De hoeveelheid vocht kan uitgedrukt worden in een absolute hoeveelheid. Dat is de hoeveelheid water in een vastgestelde hoeveelheid lucht (gram water per kg droge lucht).
De luchtvochtigheid wordt meestal uitgedrukt in de relatieve luchtvochtigheid. Dit is het percentage van de maximale hoeveelheid waterdamp die de lucht bij de gegeven temperatuur en luchtdruk bevat. Bij dalende temperatuur neemt het vermogen van de lucht om waterdamp te bevatten af; bij dezelfde hoeveelheid waterdamp neemt de relatieve luchtvochtigheid dan toe. Wordt deze groter dan 100%, dan treedt verrijping op, of condensatie in de vorm van dauw en mist.
De relatieve luchtvochtigheid is van groot belang in de landbouw, de tuinbouw, de papier- vezel- en de houtindustrie, in drukkerijen en in de luchtvaart.
Naast de relatieve luchvochtigheid is er ook nog de minder bekende absolute vochtigheid.
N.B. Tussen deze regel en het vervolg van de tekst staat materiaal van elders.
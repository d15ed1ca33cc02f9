use std::collections::HashSet;

use crate::core::course::{Course, CourseId};

/// Ordered collection of course records. Input order is significant: it
/// decides representatives under title deduplication and node order.
#[derive(Debug, Clone, Default, PartialEq)]
pub struct Catalog {
    courses: Vec<Course>,
}

impl Catalog {
    pub fn new(courses: Vec<Course>) -> Self {
        Self { courses }
    }

    pub fn empty() -> Self {
        Self::default()
    }

    pub fn courses(&self) -> &[Course] {
        &self.courses
    }

    pub fn len(&self) -> usize {
        self.courses.len()
    }

    pub fn is_empty(&self) -> bool {
        self.courses.is_empty()
    }

    pub fn get(&self, id: &CourseId) -> Option<&Course> {
        self.courses.iter().find(|course| &course.id == id)
    }

    pub fn contains(&self, id: &CourseId) -> bool {
        self.get(id).is_some()
    }

    /// Distinct specialization tags in first-seen order.
    pub fn specializations(&self) -> Vec<String> {
        let mut seen = HashSet::new();
        self.courses
            .iter()
            .filter(|course| seen.insert(course.specialization.as_str()))
            .map(|course| course.specialization.clone())
            .collect()
    }

    pub fn extend(&mut self, courses: impl IntoIterator<Item = Course>) {
        self.courses.extend(courses);
    }
}

impl FromIterator<Course> for Catalog {
    fn from_iter<T: IntoIterator<Item = Course>>(iter: T) -> Self {
        Self::new(iter.into_iter().collect())
    }
}
pub mod resolve;
pub mod settings;

pub use resolve::{load_settings, resolve_config, ResolvedConfig};
pub use settings::{CatalogSettings, Settings, ViewSettings};

use std::path::PathBuf;

use thiserror::Error;

#[derive(Debug, Error)]
pub enum ConfigError {
    #[error("config file not found: {0}")]
    ConfigNotFound(PathBuf),
    #[error("io error: {0}")]
    Io(#[from] std::io::Error),
    #[error("failed to parse config at {path}: {source}")]
    Toml {
        path: PathBuf,
        #[source]
        source: toml::de::Error,
    },
}

pub type Result<T> = std::result::Result<T, ConfigError>;
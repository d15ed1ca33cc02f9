#![forbid(unsafe_code)]

pub mod cli;
pub mod config;
pub mod core;
pub mod error;
pub mod graph;
pub mod render;
pub mod session;
pub mod state;
pub mod util;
Deze is evenredig met de concentratie en is daarmee niet 'relatief' maar 'absoluut'. De absolute luchtvochtigheid is niet gecompenseerd voor luchtdruk of temperatuur. Als er 50.000 ppm waterdamp in de lucht zit, komt dit overeen met 5%abs. De absolute vochtigheid was vooral in gebruik in technische berekeningen, bijvoorbeeld rond diffusie. Tegenwoordig is vooral de concentratie in gebruik.